**What is expected**
Each line of the records containing "impl" is to be copied out and returned.

**Data for the task**
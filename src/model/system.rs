//! Per-role layout config, the aggregate system config, and the
//! default-plus-overlay merge applied on every read.

use indexmap::IndexMap;
use serde::{Deserialize, Serialize};

use super::settings::GeneralSettings;
use crate::catalog::{WidgetCatalog, WidgetDefinition};
use crate::permissions::{self, COMPLIANCE_VIEW, FINANCE_VIEW, HIRING_MANAGE, ORG_VIEW, TEAM_VIEW};
use crate::roles::Role;

// ─────────────────────────────────────────────────────────────────
// Role Config
// ─────────────────────────────────────────────────────────────────

/// Tabs, default widgets and permission tags for one role.
#[derive(Debug, Clone, Default, PartialEq, Eq, Serialize, Deserialize)]
pub struct RoleConfig {
    /// Tab id -> shown in navigation.
    pub tabs: IndexMap<String, bool>,
    /// Widget id -> enabled by default on a fresh dashboard.
    pub widgets: IndexMap<String, bool>,
    /// Granted permission tags.
    #[serde(default)]
    pub permissions: Vec<String>,
}

impl RoleConfig {
    pub fn has_permission(&self, tag: &str) -> bool {
        self.permissions.iter().any(|p| p == tag)
    }

    /// Missing tab entries count as hidden.
    pub fn is_tab_visible(&self, tab: &str) -> bool {
        self.tabs.get(tab).copied().unwrap_or(false)
    }

    pub fn is_widget_enabled(&self, widget: &str) -> bool {
        self.widgets.get(widget).copied().unwrap_or(false)
    }

    /// Enabled widgets in map order.
    pub fn enabled_widgets(&self) -> Vec<String> {
        self.widgets
            .iter()
            .filter(|(_, enabled)| **enabled)
            .map(|(id, _)| id.clone())
            .collect()
    }

    /// Returns false if the tag was already granted.
    pub fn grant(&mut self, tag: &str) -> bool {
        if self.has_permission(tag) {
            return false;
        }
        self.permissions.push(tag.to_string());
        true
    }

    /// Returns false if the tag was not granted.
    pub fn revoke(&mut self, tag: &str) -> bool {
        let before = self.permissions.len();
        self.permissions.retain(|p| p != tag);
        self.permissions.len() != before
    }

    fn overlay(&mut self, persisted: PersistedRoleConfig) {
        if let Some(tabs) = persisted.tabs {
            self.tabs.extend(tabs);
        }
        if let Some(widgets) = persisted.widgets {
            self.widgets.extend(widgets);
        }
        if let Some(permissions) = persisted.permissions {
            self.permissions = permissions;
        }
    }

    /// Every catalog tab and widget gets an explicit entry, enabled iff listed.
    fn from_catalog(tabs: &[&str], widgets: &[&str], permissions: &[&str]) -> Self {
        let catalog = WidgetCatalog::new();
        Self {
            tabs: catalog
                .tabs()
                .iter()
                .map(|t| (t.id.to_string(), tabs.contains(&t.id)))
                .collect(),
            widgets: catalog
                .widgets()
                .iter()
                .map(|w| (w.id.to_string(), widgets.contains(&w.id)))
                .collect(),
            permissions: permissions.iter().map(|p| p.to_string()).collect(),
        }
    }

    /// Built-in config for a role.
    pub fn default_for(role: Role) -> Self {
        match role {
            Role::Admin => {
                let catalog = WidgetCatalog::new();
                let tabs: Vec<&str> = catalog.tabs().iter().map(|t| t.id).collect();
                let widgets: Vec<&str> = catalog.widgets().iter().map(|w| w.id).collect();
                Self::from_catalog(&tabs, &widgets, permissions::ALL_PERMISSIONS)
            }
            Role::Executive => Self::from_catalog(
                &["dashboard", "employees", "reports"],
                &[
                    "headcount-overview",
                    "attrition-trend",
                    "payroll-summary",
                    "finance-widget",
                    "announcements",
                ],
                &[ORG_VIEW, FINANCE_VIEW],
            ),
            Role::Manager => Self::from_catalog(
                &["dashboard", "employees", "time-tracking", "hiring", "reports"],
                &[
                    "team-calendar",
                    "pending-approvals",
                    "hiring-pipeline",
                    "my-timesheet",
                    "announcements",
                ],
                &[TEAM_VIEW, HIRING_MANAGE, FINANCE_VIEW],
            ),
            Role::HrAdmin => Self::from_catalog(
                &[
                    "dashboard",
                    "employees",
                    "compliance",
                    "time-tracking",
                    "hiring",
                    "reports",
                ],
                &[
                    "headcount-overview",
                    "compliance-score",
                    "visa-expiry",
                    "hiring-pipeline",
                    "pending-approvals",
                    "announcements",
                ],
                &[ORG_VIEW, COMPLIANCE_VIEW, HIRING_MANAGE, TEAM_VIEW],
            ),
            Role::Employee => Self::from_catalog(
                &["dashboard", "time-tracking"],
                &["my-timesheet", "time-off-balance", "announcements"],
                &[],
            ),
        }
    }
}

// ─────────────────────────────────────────────────────────────────
// System Config
// ─────────────────────────────────────────────────────────────────

/// The single process-wide configuration object.
#[derive(Debug, Clone, PartialEq, Eq, Serialize, Deserialize)]
pub struct SystemConfig {
    /// Role name -> config. Keyed by name so entries for roles outside the
    /// enum survive a round-trip.
    pub layout: IndexMap<String, RoleConfig>,
    pub settings: GeneralSettings,
}

impl Default for SystemConfig {
    fn default() -> Self {
        Self {
            layout: Role::all()
                .iter()
                .map(|r| (r.as_str().to_string(), RoleConfig::default_for(*r)))
                .collect(),
            settings: GeneralSettings::default(),
        }
    }
}

impl SystemConfig {
    /// Defaults with a stored blob laid over them.
    ///
    /// Settings overlay field by field. Each stored role overlays its
    /// default entry key by key for `tabs` and `widgets`; `permissions`
    /// replaces the default list when present. Roles that only exist in the
    /// blob are kept as stored.
    pub fn merge_persisted(persisted: PersistedConfig) -> Self {
        let mut merged = Self::default();
        if let Some(settings) = persisted.settings {
            merged.settings = settings;
        }
        for (role, stored) in persisted.layout {
            merged.layout.entry(role).or_default().overlay(stored);
        }
        merged
    }

    /// Config for a role name, if any. Unknown names resolve to `None`,
    /// which every consumer treats as fully restricted.
    pub fn role_config(&self, role: &str) -> Option<&RoleConfig> {
        self.layout.get(role)
    }

    /// Mutable config for a known role, created from its defaults if a
    /// caller removed it.
    pub fn role_config_mut(&mut self, role: Role) -> &mut RoleConfig {
        self.layout
            .entry(role.as_str().to_string())
            .or_insert_with(|| RoleConfig::default_for(role))
    }

    /// Permission gate against this config.
    pub fn is_permitted(&self, role: &str, widget: &WidgetDefinition) -> bool {
        permissions::is_permitted(self.role_config(role), widget)
    }
}

// ─────────────────────────────────────────────────────────────────
// Stored Form
// ─────────────────────────────────────────────────────────────────

/// A stored system config blob as it may appear on disk: any subset of
/// the fields.
#[derive(Debug, Clone, Default, Deserialize)]
#[serde(default)]
pub struct PersistedConfig {
    pub layout: IndexMap<String, PersistedRoleConfig>,
    pub settings: Option<GeneralSettings>,
}

#[derive(Debug, Clone, Default, Deserialize)]
#[serde(default)]
pub struct PersistedRoleConfig {
    pub tabs: Option<IndexMap<String, bool>>,
    pub widgets: Option<IndexMap<String, bool>>,
    pub permissions: Option<Vec<String>>,
}

#[cfg(test)]
mod tests {
    use super::*;

    fn parse(json: &str) -> SystemConfig {
        SystemConfig::merge_persisted(serde_json::from_str(json).unwrap())
    }

    #[test]
    fn test_defaults_cover_every_role_and_catalog_entry() {
        let config = SystemConfig::default();
        let catalog = WidgetCatalog::new();
        for role in Role::all() {
            let cfg = config.role_config(role.as_str()).unwrap();
            assert_eq!(cfg.tabs.len(), catalog.tabs().len());
            assert_eq!(cfg.widgets.len(), catalog.widgets().len());
        }
    }

    #[test]
    fn test_empty_blob_is_default() {
        assert_eq!(parse("{}"), SystemConfig::default());
    }

    #[test]
    fn test_partial_role_overlays_keys() {
        let merged = parse(r#"{"layout":{"Employee":{"tabs":{"hiring":true}}}}"#);
        let employee = merged.role_config("Employee").unwrap();
        assert!(employee.is_tab_visible("hiring"));
        assert!(employee.is_tab_visible("dashboard"));
        assert_eq!(employee.widgets, RoleConfig::default_for(Role::Employee).widgets);
    }

    #[test]
    fn test_stored_permissions_replace_defaults() {
        let merged = parse(r#"{"layout":{"Manager":{"permissions":["org:view"]}}}"#);
        assert_eq!(merged.role_config("Manager").unwrap().permissions, vec!["org:view"]);
    }

    #[test]
    fn test_extra_role_kept() {
        let merged = parse(r#"{"layout":{"Contractor":{"widgets":{"my-timesheet":true}}}}"#);
        let contractor = merged.role_config("Contractor").unwrap();
        assert_eq!(contractor.enabled_widgets(), vec!["my-timesheet"]);
        assert!(contractor.tabs.is_empty());
        assert_eq!(merged.layout.len(), Role::all().len() + 1);
    }

    #[test]
    fn test_enabled_widgets_follow_catalog_order() {
        let employee = RoleConfig::default_for(Role::Employee);
        assert_eq!(
            employee.enabled_widgets(),
            vec!["my-timesheet", "time-off-balance", "announcements"]
        );
    }

    #[test]
    fn test_grant_revoke() {
        let mut cfg = RoleConfig::default_for(Role::Employee);
        assert!(cfg.grant(TEAM_VIEW));
        assert!(!cfg.grant(TEAM_VIEW));
        assert!(cfg.revoke(TEAM_VIEW));
        assert!(!cfg.revoke(TEAM_VIEW));
    }

    #[test]
    fn test_unknown_role_fail_closed() {
        let config = SystemConfig::default();
        let widget = WidgetCatalog::new().get("payroll-summary").unwrap();
        assert!(config.is_permitted("Admin", widget));
        assert!(!config.is_permitted("Employee", widget));
        assert!(!config.is_permitted("Contractor", widget));
    }
}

**Answer for this exercise**
impl RoleConfig {
impl Default for SystemConfig {
impl SystemConfig {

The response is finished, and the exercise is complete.